Ascorbic acid enhanced ciprofloxacin degradation with nanoscale zero-valent copper activated molecular oxygen

The remediation of water polluted by fluroquinolones antibiotics remains an important issue. Although zero-valent copper (ZVC) coupled with molecular oxygen can destruct refractory organic pollutants, the activation efficiency still needs to be further improved. In this study, the introduction of ascorbic acid (AA) in ZVC/air process maintained a high-concentration of Cu(I), which can efficiently activate molecular oxygen to generate reactive oxygen species (ROSs). Superoxide radicals and hydroxyl radicals coexisted in nZVC/AA/air system. The former contributed to the yield of H2O2 and also acted as a mediator for Cu(II)/Cu(I) redox cycles, the latter was the pivotal ROSs for ciprofloxacin (CIP) destruction. The CIP degradation decelerated through the addition of excessive nZVC and AA, and the optimum dosages of nZVC and AA were determined to be 0.2 g/L and 1 mM, respectively. The developed nZVC/AA/air process could efficiently operate in a relative broad pH range of 3.0-7.0, which was due to the fact that AA prevented the precipitation of copper ions in solution via forming stable chelates. The coexistence of Cl- severely retarded the CIP removal. According to the results of UPLC-MS/MS analysis and density functional theory calculations, the plausible degradation pathways including the decarboxylation, defluorination, hydroxylation and cleavage of C-C bond in piperazine ring were proposed. (C) 2021 Elsevier Ltd.
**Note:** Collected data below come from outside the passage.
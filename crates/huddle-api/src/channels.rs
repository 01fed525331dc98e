use chrono::Utc;
use tokio::task::JoinHandle;
use tracing::{debug, info, warn};

use huddle_gateway::{ConnId, Session};
use huddle_types::events::{Participant, ServerEvent};
use huddle_types::models::{Channel, FileAttachment, Message, User, Visibility};

use crate::error::{ApiError, ApiResult};
use crate::messages;
use crate::state::AppState;

pub async fn find_channel(state: &AppState, channel_id: &str) -> ApiResult<Channel> {
    state
        .store
        .query::<Channel>()
        .by_key(channel_id)
        .first()
        .await?
        .ok_or_else(|| ApiError::ChannelNotFound(channel_id.to_string()))
}

/// Channel must exist and `user` must belong to it.
pub async fn require_member(state: &AppState, user: &User, channel_id: &str) -> ApiResult<Channel> {
    let channel = find_channel(state, channel_id).await?;
    if !user.is_member(channel_id) {
        return Err(ApiError::NotMember(channel_id.to_string()));
    }
    Ok(channel)
}

pub async fn create(
    state: &AppState,
    session: &Session,
    user: &User,
    name: String,
    visibility: Visibility,
) -> ApiResult<()> {
    let name = name.trim().to_string();
    if name.is_empty() {
        return Err(ApiError::Parsing("channel name must not be empty".into()));
    }

    let wanted = name.to_lowercase();
    let taken = state
        .store
        .query::<Channel>()
        .filter(move |c| c.name.to_lowercase() == wanted)
        .exists()
        .await?;
    if taken {
        return Err(ApiError::DuplicateChannel(name));
    }

    let channel = state.store.insert(Channel::new(name, visibility)).await?;
    let id = channel.id.clone();
    state
        .store
        .query::<User>()
        .by_key(&user.email)
        .update(move |u| {
            u.channels.insert(id.clone());
        })
        .await?;

    info!("{} created channel {} ({})", user.email, channel.name, channel.id);
    state
        .registry
        .send_to_conn(session.conn_id(), ServerEvent::ChannelCreated(channel))
        .await;
    Ok(())
}

pub async fn join(
    state: &AppState,
    session: &Session,
    user: &User,
    channel_id: String,
    history: Option<usize>,
) -> ApiResult<()> {
    let channel = find_channel(state, &channel_id).await?;
    if user.is_member(&channel_id) {
        return Err(ApiError::AlreadyMember(channel_id));
    }

    let invite = user.invite_for(&channel_id).cloned();
    if !channel.is_public() && invite.is_none() {
        return Err(ApiError::NotMember(channel_id));
    }
    if let Some(n) = history {
        messages::check_history_count(state, n)?;
    }

    let id = channel_id.clone();
    let updated = state
        .store
        .query::<User>()
        .by_key(&user.email)
        .update(move |u| {
            u.channels.insert(id.clone());
            u.invites.retain(|i| i.channel_id != id);
        })
        .await?;
    if updated.is_empty() {
        return Err(ApiError::UserVanished);
    }

    let history = match history {
        Some(n) => messages::recent(state, &channel_id, n).await?,
        None => Vec::new(),
    };

    state.registry.open_channel(session.conn_id(), &channel_id).await;
    info!("{} joined {}", user.email, channel.name);
    state
        .registry
        .send_to_conn(
            session.conn_id(),
            ServerEvent::JoinComplete {
                channel,
                history,
                encrypted_secret: invite.map(|i| i.encrypted_secret),
            },
        )
        .await;
    Ok(())
}

pub async fn leave(
    state: &AppState,
    session: &mut Session,
    user: &User,
    channel_id: String,
) -> ApiResult<()> {
    if !user.is_member(&channel_id) {
        return Err(ApiError::NotMember(channel_id));
    }

    let id = channel_id.clone();
    state
        .store
        .query::<User>()
        .by_key(&user.email)
        .update(move |u| {
            u.channels.remove(&id);
        })
        .await?;

    state.registry.close_channel(session.conn_id(), &channel_id).await;
    session.stop_polling(Some(&channel_id));

    let deleted = prune_if_abandoned(state, &channel_id).await?;
    info!("{} left {}", user.email, channel_id);
    state
        .registry
        .send_to_conn(
            session.conn_id(),
            ServerEvent::LeaveComplete {
                channel: channel_id,
                deleted,
            },
        )
        .await;
    Ok(())
}

/// Delete a channel once no message from a live sender remains in it,
/// whether or not it still has members. Its messages, files, pending
/// invites, memberships and viewers go with it. Returns whether it was
/// deleted.
pub async fn prune_if_abandoned(state: &AppState, channel_id: &str) -> ApiResult<bool> {
    let has_live_sender = state
        .store
        .query::<Message>()
        .within(channel_id)
        .filter(|m| !m.is_tombstoned())
        .exists()
        .await?;
    if has_live_sender {
        return Ok(false);
    }

    let removed = state.store.query::<Channel>().by_key(channel_id).delete().await?;
    let messages = state.store.query::<Message>().within(channel_id).delete().await?;

    let id = channel_id.to_string();
    let files = state
        .store
        .query::<FileAttachment>()
        .filter(move |f| f.channel == id)
        .delete()
        .await?;

    let touched = channel_id.to_string();
    let dropped = channel_id.to_string();
    let members = state
        .store
        .query::<User>()
        .filter(move |u| u.is_member(&touched) || u.invite_for(&touched).is_some())
        .update(move |u| {
            u.channels.remove(&dropped);
            u.invites.retain(|i| i.channel_id != dropped);
        })
        .await?;
    state.registry.clear_channel(channel_id).await;

    if removed > 0 {
        info!(
            "Channel {} has no live senders left: removed with {} message(s), {} file(s), {} member(s)",
            channel_id,
            messages,
            files,
            members.len()
        );
    }
    Ok(removed > 0)
}

pub async fn list(state: &AppState, session: &Session, user: &User) -> ApiResult<()> {
    let channels = state.store.query::<Channel>().results().await?;
    let (joined, others): (Vec<Channel>, Vec<Channel>) =
        channels.into_iter().partition(|c| user.is_member(&c.id));
    let public = others.into_iter().filter(|c| c.is_public()).collect();

    state
        .registry
        .send_to_conn(session.conn_id(), ServerEvent::ChannelList { joined, public })
        .await;
    Ok(())
}

/// Member list of a channel with an online flag derived from last-seen.
pub async fn participants(state: &AppState, channel_id: &str) -> ApiResult<Vec<Participant>> {
    let id = channel_id.to_string();
    let members = state
        .store
        .query::<User>()
        .filter(move |u| u.channels.contains(&id))
        .results()
        .await?;

    let now = Utc::now();
    let window = state.settings.online_window;
    let mut users: Vec<Participant> = members
        .into_iter()
        .map(|u| Participant {
            online: now - u.last_seen <= window,
            email: u.email,
            nickname: u.nickname,
        })
        .collect();
    users.sort_by(|a, b| a.nickname.cmp(&b.nickname).then_with(|| a.email.cmp(&b.email)));
    Ok(users)
}

pub async fn participants_request(
    state: &AppState,
    session: &Session,
    user: &User,
    channel_id: String,
) -> ApiResult<()> {
    require_member(state, user, &channel_id).await?;
    let users = participants(state, &channel_id).await?;
    state
        .registry
        .send_to_conn(
            session.conn_id(),
            ServerEvent::Participants {
                channel: channel_id,
                users,
            },
        )
        .await;
    Ok(())
}

/// Client started viewing a channel: record presence and start pushing the
/// participant list on a fixed interval.
pub async fn open(
    state: &AppState,
    session: &mut Session,
    user: &User,
    channel_id: String,
) -> ApiResult<()> {
    require_member(state, user, &channel_id).await?;
    state.registry.open_channel(session.conn_id(), &channel_id).await;

    let handle = spawn_participant_poll(
        state.clone(),
        session.conn_id(),
        user.email.clone(),
        channel_id.clone(),
    );
    session.start_polling(channel_id, handle);
    Ok(())
}

pub async fn close(state: &AppState, session: &mut Session, channel_id: String) {
    state.registry.close_channel(session.conn_id(), &channel_id).await;
    session.stop_polling(Some(&channel_id));
}

/// Push the participant list every poll interval until the user stops
/// viewing the channel, loses membership, or the connection goes away.
/// A store failure skips one cycle only.
fn spawn_participant_poll(
    state: AppState,
    conn_id: ConnId,
    email: String,
    channel_id: String,
) -> JoinHandle<()> {
    tokio::spawn(async move {
        let mut interval = tokio::time::interval(state.settings.poll_interval);

        loop {
            interval.tick().await;

            if state.registry.viewing(conn_id).await.as_deref() != Some(channel_id.as_str()) {
                break;
            }

            let still_member = match state.store.query::<User>().by_key(&email).first().await {
                Ok(user) => user.is_some_and(|u| u.is_member(&channel_id)),
                Err(e) => {
                    warn!("Participant poll for {} on {} failed: {}", email, channel_id, e);
                    continue;
                }
            };
            if !still_member {
                let refusal = ApiError::NotMember(channel_id.clone()).to_refusal();
                state
                    .registry
                    .send_to_conn(conn_id, ServerEvent::ParticipantsFailed(refusal))
                    .await;
                break;
            }

            match participants(&state, &channel_id).await {
                Ok(users) => {
                    let event = ServerEvent::Participants {
                        channel: channel_id.clone(),
                        users,
                    };
                    if !state.registry.send_to_conn(conn_id, event).await {
                        break;
                    }
                }
                Err(e) => warn!("Participant poll for {} on {} failed: {}", email, channel_id, e),
            }
        }

        debug!("Participant poll for {} on {} stopped", email, channel_id);
    })
}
All rights reserved.

Automated summary

The study introduced ascorbic acid in the ZVC/air process to efficiently activate molecular oxygen and generate reactive oxygen species for the destruction of ciprofloxacin. The optimal dosages of nZVC and AA were determined to be 0.2 g/L and 1 mM, respectively, allowing the process to operate effectively in a broad pH range of 3.0-7.0.